Look through the listing below and give the number of lines that hold "client". Say nothing more.

======== EXTRACTED ENTRIES

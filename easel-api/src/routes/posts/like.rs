/// Like toggle endpoint
///
/// One call likes the post, the next call unlikes it. A user holds at
/// most one like per post, enforced by the composite primary key.
///
/// # Endpoint
///
/// ```text
/// POST /v1/posts/:id/like
/// Authorization: Bearer <token>
/// ```
///
/// # Example Response
///
/// ```json
/// {
///   "post_id": "550e8400-e29b-41d4-a716-446655440000",
///   "liked": true,
///   "like_count": 4
/// }
/// ```

use crate::app::AppState;
use crate::error::ApiError;
use axum::{
    extract::{Path, State},
    Extension, Json,
};
use easel_shared::auth::middleware::AuthContext;
use easel_shared::models::{like::Like, post::Post};
use serde::Serialize;
use uuid::Uuid;

/// Like toggle response
#[derive(Debug, Clone, Serialize)]
pub struct LikeResponse {
    /// Post the toggle applied to
    pub post_id: Uuid,

    /// Whether the caller likes the post after this call
    pub liked: bool,

    /// Like count after this call
    pub like_count: i64,
}

/// Like toggle endpoint handler
///
/// The insert is attempted first; if the like already existed the
/// insert is a no-op and the row is deleted instead, so two racing
/// toggles cannot double-count.
///
/// # Errors
///
/// - 401 Unauthorized: Missing or invalid token
/// - 404 Not Found: No post with the given ID
/// - 500 Internal Server Error: Database error
pub async fn toggle_like(
    State(state): State<AppState>,
    Extension(auth): Extension<AuthContext>,
    Path(id): Path<Uuid>,
) -> Result<Json<LikeResponse>, ApiError> {
    let post = Post::find_by_id(&state.db, id)
        .await?
        .ok_or_else(|| ApiError::NotFound("Post not found".to_string()))?;

    let liked = if Like::create(&state.db, auth.user_id, post.id).await? {
        true
    } else {
        Like::delete(&state.db, auth.user_id, post.id).await?;
        false
    };

    let like_count = Like::count_for_post(&state.db, post.id).await?;

    tracing::debug!(
        post_id = %post.id,
        user_id = %auth.user_id,
        liked,
        "Like toggled"
    );

    Ok(Json(LikeResponse {
        post_id: post.id,
        liked,
        like_count,
    }))
}

#[cfg(test)]
mod tests {
    use super::*;

    #[test]
    fn test_like_response_serialization() {
        let response = LikeResponse {
            post_id: Uuid::new_v4(),
            liked: true,
            like_count: 4,
        };

        let value = serde_json::to_value(&response).unwrap();
        assert_eq!(value["liked"], true);
        assert_eq!(value["like_count"], 4);
    }
}
/// Upload validation and storage for illustration images
///
/// Uploaded files pass four checks before anything touches disk: the client
/// filename must carry an allowed extension, the declared content type must
/// be `image/*`, the bytes must decode as a real image, and the decoded
/// dimensions must fit within the configured limit. Accepted images are
/// re-encoded to RGB and written under a server-generated name, so client
/// bytes and client filenames never reach the filesystem as-is.
///
/// # Layout
///
/// ```text
/// {root}/                  originals, named {uuid-hex}.{ext}
/// {root}/thumbs/           thumbnails, same filename as the original
/// ```
///
/// # Example
///
/// ```no_run
/// use easel_shared::images::store::ImageStore;
///
/// # fn example(bytes: &[u8]) -> Result<(), Box<dyn std::error::Error>> {
/// let store = ImageStore::new("data/uploads", 4000, 300);
/// store.initialize()?;
///
/// let filename = store.save_upload("drawing.png", Some("image/png"), bytes)?;
/// println!("Stored as {}", filename);
/// # Ok(())
/// # }
/// ```

use std::fs;
use std::path::{Path, PathBuf};

use image::DynamicImage;
use tracing::{debug, warn};
use uuid::Uuid;

use crate::images::thumbnails::{self, THUMBS_SUBDIR};

/// File extensions accepted for upload, lowercase
pub const ALLOWED_EXTENSIONS: [&str; 5] = ["png", "jpg", "jpeg", "gif", "webp"];

/// Error type for image validation and storage
#[derive(Debug, thiserror::Error)]
pub enum ImageError {
    /// Upload carried no filename
    #[error("No image file was selected")]
    MissingFilename,

    /// Filename extension is not in the allowed set
    #[error("Unsupported file extension (allowed: png, jpg, jpeg, gif, webp)")]
    UnsupportedExtension,

    /// Declared content type is not an image type
    #[error("Uploaded file is not an image")]
    UnsupportedContentType,

    /// Bytes did not decode as an image, or re-encoding failed
    #[error("Invalid or corrupt image data")]
    InvalidImage(#[source] image::ImageError),

    /// Decoded image exceeds the configured dimension limit
    #[error("Image dimensions {width}x{height} exceed the {max}x{max} limit")]
    DimensionsExceeded { width: u32, height: u32, max: u32 },

    /// Filesystem operation failed
    #[error("Image storage I/O error: {0}")]
    Io(#[from] std::io::Error),
}

/// Returns the normalized (lowercase) extension when the filename carries
/// one of the allowed extensions
///
/// The extension is the part after the last dot. Filenames without a dot
/// are rejected.
pub fn allowed_extension(filename: &str) -> Option<String> {
    let (_, ext) = filename.rsplit_once('.')?;
    let ext = ext.to_ascii_lowercase();
    if ALLOWED_EXTENSIONS.contains(&ext.as_str()) {
        Some(ext)
    } else {
        None
    }
}

/// Filesystem store for uploaded illustrations and their thumbnails
#[derive(Debug, Clone)]
pub struct ImageStore {
    /// Directory holding the original images
    root: PathBuf,

    /// Maximum accepted width and height in pixels
    max_dimension: u32,

    /// Thumbnail bounding box edge in pixels
    thumbnail_size: u32,
}

impl ImageStore {
    /// Creates a store rooted at the given directory
    ///
    /// Call [`initialize`](Self::initialize) before the first write.
    pub fn new(root: impl Into<PathBuf>, max_dimension: u32, thumbnail_size: u32) -> Self {
        Self {
            root: root.into(),
            max_dimension,
            thumbnail_size,
        }
    }

    /// Directory holding the original images
    pub fn root(&self) -> &Path {
        &self.root
    }

    /// Directory holding the thumbnails
    pub fn thumbs_dir(&self) -> PathBuf {
        self.root.join(THUMBS_SUBDIR)
    }

    /// Path of a stored original
    pub fn original_path(&self, filename: &str) -> PathBuf {
        self.root.join(filename)
    }

    /// Path of a stored thumbnail
    pub fn thumbnail_path(&self, filename: &str) -> PathBuf {
        self.thumbs_dir().join(filename)
    }

    /// Creates the upload and thumbnail directories if they do not exist
    ///
    /// # Errors
    ///
    /// Returns an error if the directories cannot be created.
    pub fn initialize(&self) -> Result<(), ImageError> {
        fs::create_dir_all(&self.root)?;
        fs::create_dir_all(self.thumbs_dir())?;
        debug!(root = %self.root.display(), "Image store initialized");
        Ok(())
    }

    /// Validates an upload and writes the image and its thumbnail to disk
    ///
    /// Returns the server-generated filename (`{uuid-hex}.{ext}`) that the
    /// caller should persist. The image is decoded, checked against the
    /// dimension limit, and re-encoded as RGB before being written, so the
    /// stored file never contains the client's original bytes. Thumbnail
    /// generation failures are logged and ignored; the original is already
    /// on disk at that point.
    ///
    /// # Arguments
    ///
    /// * `original_filename` - Filename as sent by the client, used only for
    ///   its extension
    /// * `content_type` - Declared MIME type of the upload, if any
    /// * `bytes` - Raw upload body
    ///
    /// # Errors
    ///
    /// Returns an error if the filename, content type, image data, or
    /// dimensions fail validation, or if the original cannot be written.
    pub fn save_upload(
        &self,
        original_filename: &str,
        content_type: Option<&str>,
        bytes: &[u8],
    ) -> Result<String, ImageError> {
        if original_filename.trim().is_empty() {
            return Err(ImageError::MissingFilename);
        }

        let ext = allowed_extension(original_filename).ok_or(ImageError::UnsupportedExtension)?;

        match content_type {
            Some(mime) if mime.starts_with("image/") => {}
            _ => return Err(ImageError::UnsupportedContentType),
        }

        // Format is sniffed from the bytes, not trusted from the extension
        let decoded = image::load_from_memory(bytes).map_err(ImageError::InvalidImage)?;

        let (width, height) = (decoded.width(), decoded.height());
        if width > self.max_dimension || height > self.max_dimension {
            return Err(ImageError::DimensionsExceeded {
                width,
                height,
                max: self.max_dimension,
            });
        }

        let filename = format!("{}.{}", Uuid::new_v4().simple(), ext);
        let path = self.original_path(&filename);

        let rgb = DynamicImage::ImageRgb8(decoded.to_rgb8());
        rgb.save(&path).map_err(ImageError::InvalidImage)?;

        debug!(
            filename = %filename,
            width = width,
            height = height,
            "Stored uploaded image"
        );

        if let Err(e) = thumbnails::write_thumbnail(
            &decoded,
            &self.thumbnail_path(&filename),
            self.thumbnail_size,
        ) {
            warn!(
                filename = %filename,
                error = %e,
                "Thumbnail generation failed, keeping original"
            );
        }

        Ok(filename)
    }

    /// Removes a stored image and its thumbnail, best effort
    ///
    /// Missing files are not an error; other removal failures are logged
    /// and swallowed so a post delete never fails on filesystem state.
    pub fn delete(&self, filename: &str) {
        for path in [self.original_path(filename), self.thumbnail_path(filename)] {
            if let Err(e) = fs::remove_file(&path) {
                if e.kind() != std::io::ErrorKind::NotFound {
                    warn!(
                        path = %path.display(),
                        error = %e,
                        "Failed to remove image file"
                    );
                }
            }
        }
    }
}

#[cfg(test)]
mod tests {
    use super::*;

    fn png_bytes(width: u32, height: u32) -> Vec<u8> {
        let img = image::RgbImage::from_pixel(width, height, image::Rgb([120, 40, 200]));
        let mut buf = std::io::Cursor::new(Vec::new());
        image::DynamicImage::ImageRgb8(img)
            .write_to(&mut buf, image::ImageFormat::Png)
            .unwrap();
        buf.into_inner()
    }

    fn test_store(root: &Path) -> ImageStore {
        let store = ImageStore::new(root, 4000, 300);
        store.initialize().unwrap();
        store
    }

    #[test]
    fn test_allowed_extension_accepts_known_types() {
        assert_eq!(allowed_extension("a.png"), Some("png".to_string()));
        assert_eq!(allowed_extension("photo.JPG"), Some("jpg".to_string()));
        assert_eq!(allowed_extension("scan.jpeg"), Some("jpeg".to_string()));
        assert_eq!(allowed_extension("anim.gif"), Some("gif".to_string()));
        assert_eq!(allowed_extension("art.WebP"), Some("webp".to_string()));
        // Only the last extension counts
        assert_eq!(allowed_extension("a.tar.png"), Some("png".to_string()));
    }

    #[test]
    fn test_allowed_extension_rejects_unknown() {
        assert_eq!(allowed_extension("malware.exe"), None);
        assert_eq!(allowed_extension("noextension"), None);
        assert_eq!(allowed_extension("trailingdot."), None);
        assert_eq!(allowed_extension("archive.png.zip"), None);
        assert_eq!(allowed_extension(""), None);
    }

    #[test]
    fn test_save_upload_stores_original_and_thumbnail() {
        let dir = tempfile::tempdir().unwrap();
        let store = test_store(dir.path());

        let filename = store
            .save_upload("drawing.PNG", Some("image/png"), &png_bytes(8, 8))
            .unwrap();

        // Server-generated name: 32 hex chars plus the normalized extension
        assert!(filename.ends_with(".png"));
        assert_eq!(filename.len(), 32 + ".png".len());
        assert_ne!(filename, "drawing.PNG");

        assert!(store.original_path(&filename).exists());
        assert!(store.thumbnail_path(&filename).exists());
    }

    #[test]
    fn test_save_upload_rejects_missing_filename() {
        let dir = tempfile::tempdir().unwrap();
        let store = test_store(dir.path());

        let result = store.save_upload("", Some("image/png"), &png_bytes(4, 4));
        assert!(matches!(result, Err(ImageError::MissingFilename)));

        let result = store.save_upload("   ", Some("image/png"), &png_bytes(4, 4));
        assert!(matches!(result, Err(ImageError::MissingFilename)));
    }

    #[test]
    fn test_save_upload_rejects_unsupported_extension() {
        let dir = tempfile::tempdir().unwrap();
        let store = test_store(dir.path());

        let result = store.save_upload("cat.exe", Some("image/png"), &png_bytes(4, 4));
        assert!(matches!(result, Err(ImageError::UnsupportedExtension)));
    }

    #[test]
    fn test_save_upload_rejects_non_image_content_type() {
        let dir = tempfile::tempdir().unwrap();
        let store = test_store(dir.path());

        let result = store.save_upload("cat.png", Some("text/plain"), &png_bytes(4, 4));
        assert!(matches!(result, Err(ImageError::UnsupportedContentType)));

        let result = store.save_upload("cat.png", None, &png_bytes(4, 4));
        assert!(matches!(result, Err(ImageError::UnsupportedContentType)));
    }

    #[test]
    fn test_save_upload_rejects_corrupt_data() {
        let dir = tempfile::tempdir().unwrap();
        let store = test_store(dir.path());

        let result = store.save_upload("cat.png", Some("image/png"), b"not an image at all");
        assert!(matches!(result, Err(ImageError::InvalidImage(_))));
    }

    #[test]
    fn test_save_upload_rejects_oversized_image() {
        let dir = tempfile::tempdir().unwrap();
        let store = ImageStore::new(dir.path(), 8, 300);
        store.initialize().unwrap();

        let result = store.save_upload("big.png", Some("image/png"), &png_bytes(9, 4));
        match result {
            Err(ImageError::DimensionsExceeded { width, height, max }) => {
                assert_eq!(width, 9);
                assert_eq!(height, 4);
                assert_eq!(max, 8);
            }
            other => panic!("Expected DimensionsExceeded, got {:?}", other),
        }

        // Exactly at the limit is allowed
        let result = store.save_upload("fits.png", Some("image/png"), &png_bytes(8, 8));
        assert!(result.is_ok());
    }

    #[test]
    fn test_save_upload_reencodes_to_extension_format() {
        let dir = tempfile::tempdir().unwrap();
        let store = test_store(dir.path());

        // PNG bytes uploaded under a .jpg name get re-encoded as JPEG
        let filename = store
            .save_upload("photo.jpg", Some("image/png"), &png_bytes(6, 6))
            .unwrap();
        assert!(filename.ends_with(".jpg"));

        let format = image::ImageReader::open(store.original_path(&filename))
            .unwrap()
            .with_guessed_format()
            .unwrap()
            .format();
        assert_eq!(format, Some(image::ImageFormat::Jpeg));
    }

    #[test]
    fn test_delete_removes_files_and_ignores_missing() {
        let dir = tempfile::tempdir().unwrap();
        let store = test_store(dir.path());

        let filename = store
            .save_upload("art.png", Some("image/png"), &png_bytes(4, 4))
            .unwrap();
        assert!(store.original_path(&filename).exists());

        store.delete(&filename);
        assert!(!store.original_path(&filename).exists());
        assert!(!store.thumbnail_path(&filename).exists());

        // Deleting again is a no-op
        store.delete(&filename);
        store.delete("never-existed.png");
    }
}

================

OUTPUT OF THE EXERCISE: 5